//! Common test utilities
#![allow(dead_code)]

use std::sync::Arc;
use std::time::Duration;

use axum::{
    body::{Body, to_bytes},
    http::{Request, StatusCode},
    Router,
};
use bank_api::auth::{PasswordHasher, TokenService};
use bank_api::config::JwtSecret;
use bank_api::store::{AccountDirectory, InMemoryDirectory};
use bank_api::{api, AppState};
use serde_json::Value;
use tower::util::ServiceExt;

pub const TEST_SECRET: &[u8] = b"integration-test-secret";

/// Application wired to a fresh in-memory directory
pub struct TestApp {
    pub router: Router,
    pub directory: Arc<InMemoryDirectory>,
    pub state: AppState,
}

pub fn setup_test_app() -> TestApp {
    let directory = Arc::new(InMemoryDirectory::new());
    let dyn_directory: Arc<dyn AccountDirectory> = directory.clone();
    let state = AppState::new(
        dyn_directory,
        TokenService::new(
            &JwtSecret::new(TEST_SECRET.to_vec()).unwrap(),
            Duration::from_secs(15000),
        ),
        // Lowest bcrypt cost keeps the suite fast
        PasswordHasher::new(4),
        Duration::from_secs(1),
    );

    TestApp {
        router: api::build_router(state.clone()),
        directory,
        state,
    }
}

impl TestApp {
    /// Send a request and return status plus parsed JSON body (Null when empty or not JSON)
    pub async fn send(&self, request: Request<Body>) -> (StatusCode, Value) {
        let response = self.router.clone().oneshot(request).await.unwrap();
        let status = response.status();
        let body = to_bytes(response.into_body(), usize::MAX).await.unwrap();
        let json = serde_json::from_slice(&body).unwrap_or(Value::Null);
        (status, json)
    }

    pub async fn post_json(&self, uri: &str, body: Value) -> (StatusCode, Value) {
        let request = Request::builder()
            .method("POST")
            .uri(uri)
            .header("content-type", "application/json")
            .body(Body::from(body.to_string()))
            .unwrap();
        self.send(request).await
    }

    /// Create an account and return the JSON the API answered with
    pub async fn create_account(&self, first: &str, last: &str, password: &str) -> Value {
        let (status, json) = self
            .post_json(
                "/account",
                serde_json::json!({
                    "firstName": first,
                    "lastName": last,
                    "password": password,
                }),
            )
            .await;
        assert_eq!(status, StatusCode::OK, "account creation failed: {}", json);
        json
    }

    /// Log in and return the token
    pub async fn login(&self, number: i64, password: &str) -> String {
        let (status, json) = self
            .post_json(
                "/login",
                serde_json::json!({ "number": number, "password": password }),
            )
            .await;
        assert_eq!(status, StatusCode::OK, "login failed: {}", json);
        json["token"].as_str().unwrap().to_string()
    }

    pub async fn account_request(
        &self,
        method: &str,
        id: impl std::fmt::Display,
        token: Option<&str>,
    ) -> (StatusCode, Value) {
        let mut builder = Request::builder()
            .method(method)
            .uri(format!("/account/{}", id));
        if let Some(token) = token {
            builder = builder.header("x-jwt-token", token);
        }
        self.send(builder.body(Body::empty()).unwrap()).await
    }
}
▬▬▬
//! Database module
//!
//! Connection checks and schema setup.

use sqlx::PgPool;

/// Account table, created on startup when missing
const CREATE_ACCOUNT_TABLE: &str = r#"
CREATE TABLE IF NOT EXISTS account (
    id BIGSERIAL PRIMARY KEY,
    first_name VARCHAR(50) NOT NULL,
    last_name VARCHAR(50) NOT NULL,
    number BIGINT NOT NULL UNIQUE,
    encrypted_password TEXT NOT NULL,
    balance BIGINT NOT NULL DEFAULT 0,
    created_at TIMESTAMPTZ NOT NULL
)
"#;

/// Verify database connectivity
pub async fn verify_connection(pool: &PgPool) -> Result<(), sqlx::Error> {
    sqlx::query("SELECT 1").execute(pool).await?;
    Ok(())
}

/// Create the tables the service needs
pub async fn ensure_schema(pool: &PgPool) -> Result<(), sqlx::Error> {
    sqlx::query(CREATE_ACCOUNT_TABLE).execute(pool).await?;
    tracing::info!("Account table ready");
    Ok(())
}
▬▬▬
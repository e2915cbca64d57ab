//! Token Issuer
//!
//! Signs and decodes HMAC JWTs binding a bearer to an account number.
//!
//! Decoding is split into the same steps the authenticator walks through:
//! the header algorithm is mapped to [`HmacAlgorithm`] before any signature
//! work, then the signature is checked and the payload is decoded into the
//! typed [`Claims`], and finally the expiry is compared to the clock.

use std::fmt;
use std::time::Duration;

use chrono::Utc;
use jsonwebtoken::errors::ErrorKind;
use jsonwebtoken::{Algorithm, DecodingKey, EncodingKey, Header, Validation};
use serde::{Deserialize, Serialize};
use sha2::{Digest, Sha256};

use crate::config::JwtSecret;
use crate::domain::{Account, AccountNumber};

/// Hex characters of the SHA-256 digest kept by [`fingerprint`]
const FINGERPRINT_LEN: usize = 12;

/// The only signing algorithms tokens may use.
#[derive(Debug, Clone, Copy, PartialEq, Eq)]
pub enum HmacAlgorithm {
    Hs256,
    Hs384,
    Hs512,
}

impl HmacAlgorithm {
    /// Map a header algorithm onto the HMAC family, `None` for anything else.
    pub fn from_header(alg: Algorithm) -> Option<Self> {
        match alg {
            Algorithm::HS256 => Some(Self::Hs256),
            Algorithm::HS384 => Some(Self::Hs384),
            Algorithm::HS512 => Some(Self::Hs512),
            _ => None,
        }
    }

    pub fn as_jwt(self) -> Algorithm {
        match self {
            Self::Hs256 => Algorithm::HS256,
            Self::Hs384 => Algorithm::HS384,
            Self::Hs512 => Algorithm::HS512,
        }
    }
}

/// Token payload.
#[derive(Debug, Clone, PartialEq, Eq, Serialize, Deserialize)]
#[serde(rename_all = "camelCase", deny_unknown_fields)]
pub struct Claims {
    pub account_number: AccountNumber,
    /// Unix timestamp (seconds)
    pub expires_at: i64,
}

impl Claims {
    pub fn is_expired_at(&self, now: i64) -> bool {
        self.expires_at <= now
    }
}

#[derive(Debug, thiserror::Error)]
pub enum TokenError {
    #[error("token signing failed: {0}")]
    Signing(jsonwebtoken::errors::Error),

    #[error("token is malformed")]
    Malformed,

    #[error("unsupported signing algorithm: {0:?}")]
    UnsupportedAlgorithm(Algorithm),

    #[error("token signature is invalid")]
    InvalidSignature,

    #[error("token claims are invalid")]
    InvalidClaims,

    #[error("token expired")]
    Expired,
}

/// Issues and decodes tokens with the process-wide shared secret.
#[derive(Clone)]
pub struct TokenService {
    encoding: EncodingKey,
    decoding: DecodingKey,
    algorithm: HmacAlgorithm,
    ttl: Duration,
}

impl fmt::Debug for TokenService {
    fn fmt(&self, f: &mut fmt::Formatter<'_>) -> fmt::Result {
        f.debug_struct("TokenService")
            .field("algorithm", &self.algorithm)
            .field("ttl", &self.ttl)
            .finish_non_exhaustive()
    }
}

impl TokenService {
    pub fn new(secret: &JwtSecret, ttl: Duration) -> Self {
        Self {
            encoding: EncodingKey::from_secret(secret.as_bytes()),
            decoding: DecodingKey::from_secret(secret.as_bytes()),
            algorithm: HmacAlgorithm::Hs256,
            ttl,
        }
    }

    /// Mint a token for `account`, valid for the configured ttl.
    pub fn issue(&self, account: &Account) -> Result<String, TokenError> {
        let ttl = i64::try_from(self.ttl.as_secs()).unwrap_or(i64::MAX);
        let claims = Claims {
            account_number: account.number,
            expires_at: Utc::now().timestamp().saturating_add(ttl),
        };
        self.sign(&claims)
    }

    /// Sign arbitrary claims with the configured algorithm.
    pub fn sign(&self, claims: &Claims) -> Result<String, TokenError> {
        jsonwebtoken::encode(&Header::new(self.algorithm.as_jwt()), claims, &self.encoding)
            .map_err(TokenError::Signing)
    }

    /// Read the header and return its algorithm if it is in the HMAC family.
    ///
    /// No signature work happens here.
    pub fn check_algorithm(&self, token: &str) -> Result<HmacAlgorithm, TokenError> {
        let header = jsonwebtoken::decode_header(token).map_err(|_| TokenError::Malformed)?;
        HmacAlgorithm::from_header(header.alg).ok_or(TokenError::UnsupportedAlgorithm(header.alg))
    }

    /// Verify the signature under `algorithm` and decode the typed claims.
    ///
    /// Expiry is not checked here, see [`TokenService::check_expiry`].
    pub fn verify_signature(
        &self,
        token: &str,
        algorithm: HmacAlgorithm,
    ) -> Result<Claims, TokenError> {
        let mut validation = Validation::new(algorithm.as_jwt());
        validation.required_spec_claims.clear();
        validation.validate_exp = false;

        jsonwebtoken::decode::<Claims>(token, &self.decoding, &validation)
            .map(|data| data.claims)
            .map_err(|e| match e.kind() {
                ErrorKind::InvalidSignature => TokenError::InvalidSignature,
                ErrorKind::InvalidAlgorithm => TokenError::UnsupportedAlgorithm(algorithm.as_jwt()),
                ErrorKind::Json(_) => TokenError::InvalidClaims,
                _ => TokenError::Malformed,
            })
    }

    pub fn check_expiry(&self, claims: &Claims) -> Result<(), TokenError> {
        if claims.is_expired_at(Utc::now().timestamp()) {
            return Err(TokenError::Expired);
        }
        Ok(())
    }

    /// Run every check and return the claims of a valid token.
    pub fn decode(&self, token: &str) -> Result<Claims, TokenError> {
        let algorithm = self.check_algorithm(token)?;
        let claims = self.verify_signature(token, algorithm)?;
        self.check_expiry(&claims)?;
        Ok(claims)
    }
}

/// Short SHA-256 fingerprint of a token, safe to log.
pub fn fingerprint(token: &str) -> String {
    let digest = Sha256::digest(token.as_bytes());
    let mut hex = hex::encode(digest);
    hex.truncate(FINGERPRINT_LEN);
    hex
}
▬▬▬
**What you have to do:**
Every line of the records containing the word "builder" must appear in the answer.

**Result for this exercise:**
        let request = Request::builder()
        let mut builder = Request::builder()
            builder = builder.header("x-jwt-token", token);
        self.send(builder.body(Body::empty()).unwrap()).await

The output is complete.